In moderation -- different for everyone, but generally considered to be 1-3 cups daily -- coffee can be good for you. It's linked to a reduced risk of type 2 diabetes, Parkinson’s disease and Alzheimer’s, and may even reduce the risk of certain types of cancer. (These are still associations -- the research isn’t yet definite on coffee’s effects.)
But too much regular coffee (containing caffeine) can be harmful. Keep in mind, caffeine is a central nervous system stimulant. You could experience psychological effects such as anxiety, nervousness and restlessness, as well as health consequences such as an increase in LDL (“bad” cholesterol), high blood pressure, heart palpitations, loss of bladder control, reflux (heartburn), and insomnia. The most serious effects: heart attack, spontaneous abortion and reduced fetal growth.
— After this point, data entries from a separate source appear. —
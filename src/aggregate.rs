//! Aggregation functions: each reduces a [`FilteredView`] to the exact shape
//! one chart needs.
//!
//! All functions are pure, total and independent of each other. An empty view
//! always produces a well-defined empty (or placeholder) result.

use std::cmp::Reverse;
use std::collections::{BTreeMap, HashMap};

use serde::Serialize;
use strum::{EnumString, IntoStaticStr};

use crate::filter::FilteredView;
use crate::levels::color_for;
use crate::models::{CategoricalField, NumericField, Tabular};
use crate::normalize::{normalize_region, RegionAliases};

// ---

/// Default bin count for free-text length histograms.
pub const TEXT_LENGTH_BINS: usize = 50;

/// Default bin count for bounded score histograms.
pub const SCORE_BINS: usize = 20;

/// Largest bin count a histogram will allocate; requests above it are clamped.
pub const MAX_BINS: usize = 200;

/// Label of the degenerate correlation matrix.
pub const NO_CORRELATION_LABEL: &str = "Sem dados";

#[derive(Debug, Clone, PartialEq, Eq, Serialize)]
pub struct TimeSeriesPoint {
    /// `YYYY-MM` for monthly buckets, `YYYY` for yearly ones.
    pub period: String,
    pub count: u64,
}

#[derive(Debug, Clone, PartialEq, Eq, Serialize)]
pub struct CategoryCount {
    pub category: String,
    pub count: u64,
    /// Fixed colour for canonical categories.
    #[serde(skip_serializing_if = "Option::is_none")]
    pub color: Option<&'static str>,
}

#[derive(Debug, Clone, PartialEq, Serialize)]
pub struct HistogramBin {
    pub start: f64,
    pub end: f64,
    pub count: u64,
}

#[derive(Debug, Clone, PartialEq, Serialize)]
pub struct Histogram {
    pub field: NumericField,
    pub bins: Vec<HistogramBin>,
    /// Records in the view whose value was null.
    pub nulls: u64,
}

impl Histogram {
    pub fn total(&self) -> u64 {
        self.bins.iter().map(|b| b.count).sum()
    }
}

#[derive(Debug, Clone, PartialEq, Serialize)]
pub struct CorrelationMatrix {
    pub columns: Vec<String>,
    /// Row-major; `None` where the coefficient is undefined.
    pub values: Vec<Vec<Option<f64>>>,
    pub placeholder: bool,
}

impl CorrelationMatrix {
    // ---
    /// 1x1 stand-in returned when no usable numeric column remains.
    pub fn placeholder() -> Self {
        Self {
            columns: vec![NO_CORRELATION_LABEL.to_string()],
            values: vec![vec![None]],
            placeholder: true,
        }
    }
}

#[derive(Debug, Clone, PartialEq, Eq, Serialize)]
pub struct TermFrequency {
    pub term: String,
    pub count: u64,
}

/// One scalar per normalized region identifier.
#[derive(Debug, Clone, Default, PartialEq, Serialize)]
#[serde(transparent)]
pub struct RegionStatistic {
    pub values: BTreeMap<String, f64>,
}

impl RegionStatistic {
    pub fn get(&self, region: &str) -> Option<f64> {
        self.values.get(region).copied()
    }

    pub fn len(&self) -> usize {
        self.values.len()
    }

    pub fn is_empty(&self) -> bool {
        self.values.is_empty()
    }
}

impl<S: Into<String>> FromIterator<(S, f64)> for RegionStatistic {
    fn from_iter<I: IntoIterator<Item = (S, f64)>>(iter: I) -> Self {
        Self {
            values: iter.into_iter().map(|(k, v)| (k.into(), v)).collect(),
        }
    }
}

/// One category label per normalized region identifier.
#[derive(Debug, Clone, Default, PartialEq, Eq, Serialize)]
#[serde(transparent)]
pub struct RegionCategory {
    pub values: BTreeMap<String, String>,
}

impl RegionCategory {
    pub fn get(&self, region: &str) -> Option<&str> {
        self.values.get(region).map(String::as_str)
    }
}

impl<K: Into<String>, V: Into<String>> FromIterator<(K, V)> for RegionCategory {
    fn from_iter<I: IntoIterator<Item = (K, V)>>(iter: I) -> Self {
        Self {
            values: iter.into_iter().map(|(k, v)| (k.into(), v.into())).collect(),
        }
    }
}

/// How a region's values are reduced to one scalar.
#[derive(Debug, Clone, Copy, PartialEq, Eq, Default, Serialize, EnumString, IntoStaticStr)]
#[serde(rename_all = "lowercase")]
#[strum(ascii_case_insensitive)]
pub enum Reducer {
    #[default]
    #[strum(to_string = "mean", serialize = "media", serialize = "average")]
    Mean,
    #[strum(to_string = "median", serialize = "mediana")]
    Median,
    #[strum(to_string = "max", serialize = "maximo")]
    Max,
    #[strum(to_string = "min", serialize = "minimo")]
    Min,
}

impl Reducer {
    // ---
    /// Parse a reducer name (English or Portuguese, any case or accents).
    /// Unrecognized names fall back to [`Reducer::Mean`].
    pub fn parse_or_default(name: &str) -> Self {
        // ---
        normalize_region(name).parse().unwrap_or_else(|_| {
            tracing::warn!("Unknown reducer '{}', falling back to mean", name);
            Self::default()
        })
    }

    /// Reduce `values`; `None` for an empty slice. Reorders the slice.
    pub fn reduce(self, values: &mut [f64]) -> Option<f64> {
        // ---
        if values.is_empty() {
            return None;
        }
        let n = values.len();
        Some(match self {
            Self::Mean => values.iter().sum::<f64>() / n as f64,
            Self::Median => {
                values.sort_by(f64::total_cmp);
                if n % 2 == 0 {
                    (values[n / 2 - 1] + values[n / 2]) / 2.0
                } else {
                    values[n / 2]
                }
            }
            Self::Max => values.iter().copied().fold(f64::NEG_INFINITY, f64::max),
            Self::Min => values.iter().copied().fold(f64::INFINITY, f64::min),
        })
    }
}

// --- aggregations

/// Record counts per calendar month, or per year when any record in the view
/// lacks a month. Chronological; empty buckets are not emitted.
pub fn time_series<R: Tabular>(view: &FilteredView<'_, R>) -> Vec<TimeSeriesPoint> {
    // ---
    let monthly = view.iter().all(|r| r.month().is_some());

    let mut buckets: BTreeMap<(i32, u32), u64> = BTreeMap::new();
    for record in view.iter() {
        let month = if monthly { record.month().unwrap_or(0) } else { 0 };
        *buckets.entry((record.year(), month)).or_default() += 1;
    }

    buckets
        .into_iter()
        .map(|((year, month), count)| TimeSeriesPoint {
            period: if monthly {
                format!("{year:04}-{month:02}")
            } else {
                format!("{year:04}")
            },
            count,
        })
        .collect()
}

/// Counts per value of `field`, in order of first appearance. With a
/// `canonical` order, its categories come first in that order (zero-filled)
/// followed by any other values in appearance order.
pub fn category_counts<R: Tabular>(
    view: &FilteredView<'_, R>,
    field: CategoricalField,
    canonical: Option<&[&str]>,
) -> Vec<CategoryCount> {
    // ---
    let mut order: Vec<String> = canonical
        .unwrap_or_default()
        .iter()
        .map(|c| c.to_string())
        .collect();
    let mut counts: HashMap<String, u64> = order.iter().map(|c| (c.clone(), 0)).collect();

    for value in view.iter().filter_map(|r| r.categorical(field)) {
        match counts.get_mut(value) {
            Some(count) => *count += 1,
            None => {
                order.push(value.to_string());
                counts.insert(value.to_string(), 1);
            }
        }
    }

    order
        .into_iter()
        .map(|category| CategoryCount {
            count: counts.get(&category).copied().unwrap_or_default(),
            color: color_for(&category),
            category,
        })
        .collect()
}

/// Equal-width histogram over the observed range of `field` in this view.
/// Constant data is centred in a unit-wide span; nulls are counted apart.
/// `bins` is capped at [`MAX_BINS`]; zero bins gives an empty histogram.
pub fn histogram<R: Tabular>(
    view: &FilteredView<'_, R>,
    field: NumericField,
    bins: usize,
) -> Histogram {
    // ---
    let bins = bins.min(MAX_BINS);
    let values: Vec<f64> = view
        .iter()
        .filter_map(|r| r.numeric(field))
        .filter(|v| v.is_finite())
        .collect();
    let nulls = (view.len() - values.len()) as u64;

    let bounds = values.iter().fold(None, |acc: Option<(f64, f64)>, &v| match acc {
        None => Some((v, v)),
        Some((lo, hi)) => Some((lo.min(v), hi.max(v))),
    });
    let Some((min, max)) = bounds.filter(|_| bins > 0) else {
        return Histogram {
            field,
            bins: Vec::new(),
            nulls,
        };
    };

    let (lo, hi) = if min == max {
        (min - 0.5, max + 0.5)
    } else {
        (min, max)
    };
    let width = (hi - lo) / bins as f64;

    let mut counts = vec![0u64; bins];
    for v in &values {
        let idx = (((v - lo) / width) as usize).min(bins - 1);
        counts[idx] += 1;
    }

    let bins = counts
        .into_iter()
        .enumerate()
        .map(|(i, count)| HistogramBin {
            start: lo + width * i as f64,
            end: if i + 1 == bins {
                hi
            } else {
                lo + width * (i + 1) as f64
            },
            count,
        })
        .collect();

    Histogram { field, bins, nulls }
}

/// Pairwise Pearson correlation across the whitelisted columns that the record
/// kind carries and that have at least two non-null values in this view.
pub fn correlation<R: Tabular>(
    view: &FilteredView<'_, R>,
    whitelist: &[NumericField],
) -> CorrelationMatrix {
    // ---
    let columns: Vec<NumericField> = whitelist
        .iter()
        .copied()
        .filter(|f| R::NUMERIC.contains(f))
        .filter(|&f| view.iter().filter(|r| r.numeric(f).is_some()).count() >= 2)
        .collect();

    if columns.is_empty() {
        return CorrelationMatrix::placeholder();
    }

    let values = columns
        .iter()
        .map(|&a| {
            columns
                .iter()
                .map(|&b| {
                    let pairs: Vec<(f64, f64)> = view
                        .iter()
                        .filter_map(|r| Some((r.numeric(a)?, r.numeric(b)?)))
                        .collect();
                    pearson(&pairs)
                })
                .collect()
        })
        .collect();

    CorrelationMatrix {
        columns: columns.iter().map(|f| f.to_string()).collect(),
        values,
        placeholder: false,
    }
}

fn pearson(pairs: &[(f64, f64)]) -> Option<f64> {
    // ---
    if pairs.len() < 2 {
        return None;
    }
    let n = pairs.len() as f64;
    let mean_x = pairs.iter().map(|p| p.0).sum::<f64>() / n;
    let mean_y = pairs.iter().map(|p| p.1).sum::<f64>() / n;

    let (mut sxy, mut sxx, mut syy) = (0.0, 0.0, 0.0);
    for (x, y) in pairs {
        let (dx, dy) = (x - mean_x, y - mean_y);
        sxy += dx * dy;
        sxx += dx * dx;
        syy += dy * dy;
    }
    if sxx == 0.0 || syy == 0.0 {
        return None;
    }
    Some((sxy / (sxx.sqrt() * syy.sqrt())).clamp(-1.0, 1.0))
}

/// `field` reduced per resolved region, so an alias and its canonical name
/// share one group. Regions with only null values are left out (the geo-join
/// fills them with its sentinel).
pub fn region_statistic<R: Tabular>(
    view: &FilteredView<'_, R>,
    field: NumericField,
    reducer: Reducer,
    aliases: &RegionAliases,
) -> RegionStatistic {
    // ---
    let mut groups: BTreeMap<String, Vec<f64>> = BTreeMap::new();
    for record in view.iter() {
        let Some(value) = record.numeric(field) else {
            continue;
        };
        let region = aliases.resolve(record.region());
        if !region.is_empty() {
            groups.entry(region).or_default().push(value);
        }
    }

    groups
        .into_iter()
        .filter_map(|(region, mut values)| reducer.reduce(&mut values).map(|v| (region, v)))
        .collect()
}

/// Number of records per resolved region.
pub fn region_counts<R: Tabular>(
    view: &FilteredView<'_, R>,
    aliases: &RegionAliases,
) -> RegionStatistic {
    // ---
    let mut counts: BTreeMap<String, f64> = BTreeMap::new();
    for record in view.iter() {
        let region = aliases.resolve(record.region());
        if !region.is_empty() {
            *counts.entry(region).or_default() += 1.0;
        }
    }
    RegionStatistic { values: counts }
}

/// Most frequent value of `field` per resolved region. Ties go to the
/// earlier canonical category, then to the alphabetically smaller label.
pub fn region_mode<R: Tabular>(
    view: &FilteredView<'_, R>,
    field: CategoricalField,
    canonical: &[&str],
    aliases: &RegionAliases,
) -> RegionCategory {
    // ---
    let mut groups: BTreeMap<String, HashMap<&str, u64>> = BTreeMap::new();
    for record in view.iter() {
        let Some(value) = record.categorical(field).filter(|v| !v.is_empty()) else {
            continue;
        };
        let region = aliases.resolve(record.region());
        if !region.is_empty() {
            *groups.entry(region).or_default().entry(value).or_default() += 1;
        }
    }

    let rank = |label: &str| {
        canonical
            .iter()
            .position(|c| *c == label)
            .unwrap_or(usize::MAX)
    };

    groups
        .into_iter()
        .filter_map(|(region, counts)| {
            counts
                .into_iter()
                .min_by_key(|&(label, count)| (Reverse(count), rank(label), label))
                .map(|(label, _)| (region, label.to_string()))
        })
        .collect()
}

/// The `top_n` most frequent description tokens, most frequent first.
pub fn term_frequencies<R: Tabular>(view: &FilteredView<'_, R>, top_n: usize) -> Vec<TermFrequency> {
    // ---
    let mut counts: HashMap<&str, u64> = HashMap::new();
    for token in view.iter().flat_map(|r| r.tokens()) {
        *counts.entry(token.as_str()).or_default() += 1;
    }

    let mut terms: Vec<(&str, u64)> = counts.into_iter().collect();
    terms.sort_by(|a, b| b.1.cmp(&a.1).then_with(|| a.0.cmp(b.0)));
    terms
        .into_iter()
        .take(top_n)
        .map(|(term, count)| TermFrequency {
            term: term.to_string(),
            count,
        })
        .collect()
}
A cup of coffee contains about 100 to 150 mg of caffeine (a cup of black tea has about half that amount). For most people, 200 mg of caffeine per day -- the amount in 1 ½ to 2 cups of coffee -- poses no risk. (That's also the suggested upper limit for pregnant women on the American Congress of Obstetricians and Gynecologists website.) However, if you don’t habitually take in caffeine, even 100 mg of caffeine, could trigger some effects, although it’s doubtful they would be serious.
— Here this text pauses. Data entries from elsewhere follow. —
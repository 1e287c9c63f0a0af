//! Record builders shared by the unit tests.

use chrono::NaiveDate;

use crate::models::{AssessmentRecord, ComplaintRecord};
use crate::store::RecordStore;

// ---

pub fn complaint(
    id: &str,
    year: i32,
    month: u32,
    state: &str,
    status: &str,
    text_length: u32,
) -> ComplaintRecord {
    // ---
    let timestamp = NaiveDate::from_ymd_opt(year, month, 1)
        .and_then(|d| d.and_hms_opt(12, 0, 0))
        .expect("valid test date");

    ComplaintRecord {
        id: id.to_string(),
        timestamp,
        year,
        description: String::new(),
        state: state.to_string(),
        status: status.to_string(),
        category: None,
        text_length,
        tokens: Vec::new(),
    }
}

pub fn complaint_store(records: &[ComplaintRecord]) -> RecordStore<ComplaintRecord> {
    RecordStore::new(records.to_vec())
}

pub fn assessment(
    id: &str,
    year: i32,
    municipality: &str,
    math_score: Option<f64>,
    portuguese_score: Option<f64>,
    level: Option<&str>,
) -> AssessmentRecord {
    // ---
    AssessmentRecord {
        id: id.to_string(),
        year,
        municipality: municipality.to_string(),
        network: "Municipal".to_string(),
        stage: "5º ano".to_string(),
        performance_level: level.map(str::to_string),
        math_score,
        portuguese_score,
        ideb: None,
        approval_rate: None,
    }
}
Although health authorities don’t have an agreed-upon “safe” level, a webpage on the Food and Drug Administration recommends an upper limit of 400 mg to 600 mg. And while deaths from caffeine are rare, they do occur at levels starting about 5,000 mg (25 to 50 cups of coffee). Powdered caffeine can deliver that dose in just a teaspoon or two -- and it’s caused a number of deaths, so avoid this substance.